Determinants of a Dividend Policy


A dividend policy of a company determines how much of the earnings a company shares with its shareholders in the form of a dividend payment on a regular basis. Each company has its own dividend policy and it can vary significantly from one case to the next. Companies look at several factors when determining their dividend policy.

Company Priorities

When determining the dividend policy, a company looks at its own mission statement and objectives to determine how much will be shared with stockholders. If the company values its shareholders significantly above everything else, it will try to give as much as possible to them in the form of dividends. If the company uses more debt to finance operations, it may not put as much of a priority on shareholders so it can retain more earnings.


Different companies value growth in different ways. New companies that are on the verge of expanding typically require more money than those that have been in business for many years. When a company needs to expand and grow, it will require more of its own money for this purpose. If a company has already expanded significantly, it may not need to retain as much of its earnings. The money can then be distributed to the shareholders of the company.

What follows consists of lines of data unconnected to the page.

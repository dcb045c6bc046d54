//! Hook method names and reply shapes.
//!
//! Hook names are the `method` strings of HOOK envelopes. They mirror the
//! plugin-facing API, so they stay camelCase on the wire.

use serde::{Deserialize, Serialize};
use serde_json::Value;

pub const ON_LOAD: &str = "onLoad";
pub const ON_UNLOAD: &str = "onUnload";
pub const ON_PROMPT_RECEIVED: &str = "onPromptReceived";
pub const TRANSFORM_SYSTEM_MESSAGE: &str = "transformSystemMessage";
pub const BEFORE_LLM_CALL: &str = "beforeLLMCall";
pub const AFTER_LLM_CALL: &str = "afterLLMCall";
pub const GET_TOOLS: &str = "getTools";
pub const EXECUTE_TOOL: &str = "executeTool";
pub const GET_SKILLS: &str = "getSkills";
pub const EXECUTE_SKILL: &str = "executeSkill";
pub const ON_SEARCH: &str = "onSearch";
pub const ON_SOCKET_CONNECT: &str = "onSocketConnect";
pub const ON_SOCKET_MESSAGE: &str = "onSocketMessage";
pub const ON_SOCKET_DISCONNECT: &str = "onSocketDisconnect";
pub const ON_HTTP_REQUEST: &str = "onHTTPRequest";

/// What a pipeline hook handed back.
///
/// The RESPONSE result for interception-capable hooks is either absent (the
/// plugin passes), a tagged `continue` with a replacement value, or a tagged
/// `intercept` that ends the pipeline. The tag is explicit on the wire; no
/// magic marker fields.
#[derive(Debug, Clone, PartialEq, Serialize, Deserialize)]
#[serde(tag = "kind", content = "value", rename_all = "snake_case")]
pub enum HookReply {
    Continue(Value),
    Intercept(Value),
}

impl HookReply {
    /// Interpret a raw RESPONSE result. `None`/null means the plugin passed.
    /// A bare (untagged) value is treated as a `continue` replacement, so
    /// simple plugins can return plain values.
    pub fn from_result(result: Option<Value>) -> Option<Self> {
        let value = result?;
        if value.is_null() {
            return None;
        }
        if let Ok(reply) = serde_json::from_value::<HookReply>(value.clone()) {
            return Some(reply);
        }
        Some(HookReply::Continue(value))
    }
}

#[cfg(test)]
mod tests {
    use super::*;
    use serde_json::json;

    #[test]
    fn null_and_absent_mean_pass() {
        assert!(HookReply::from_result(None).is_none());
        assert!(HookReply::from_result(Some(Value::Null)).is_none());
    }

    #[test]
    fn tagged_intercept_is_recognized() {
        let raw = json!({"kind": "intercept", "value": "cached answer"});
        assert_eq!(
            HookReply::from_result(Some(raw)),
            Some(HookReply::Intercept(json!("cached answer")))
        );
    }

    #[test]
    fn bare_value_is_a_continue() {
        let raw = json!("rewritten prompt");
        assert_eq!(
            HookReply::from_result(Some(raw)),
            Some(HookReply::Continue(json!("rewritten prompt")))
        );
    }

    #[test]
    fn tagged_continue_roundtrips() {
        let reply = HookReply::Continue(json!({"a": 1}));
        let raw = serde_json::to_value(&reply).unwrap();
        assert_eq!(raw["kind"], "continue");
        assert_eq!(HookReply::from_result(Some(raw)), Some(reply));
    }
}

Volatility of Company Earnings

Another factor that can play into the dividend policy is the amount of volatility involved in the company's earnings. Companies that have a large amount of volatility are less likely to pay regular dividends than those that are stable. When a company can plan on a certain amount of earnings coming in every quarter, it makes it much easier to distribute regular dividends. If a company makes a large amount of money one quarter and then makes nothing the next quarter, dividends can suffer.

Governmental Restrictions and Taxes

Companies can also be influenced by government policies and tax laws. Some governments penalize corporations if they keep above a certain percentage of their earnings. In this case, it is to the company's advantage to issue more dividends to investors. Companies also have to consider the tax rates of dividends and corporate taxes when making the decisions. Each company has to evaluate the laws surrounding retaining earnings when determining a dividend policy for the future.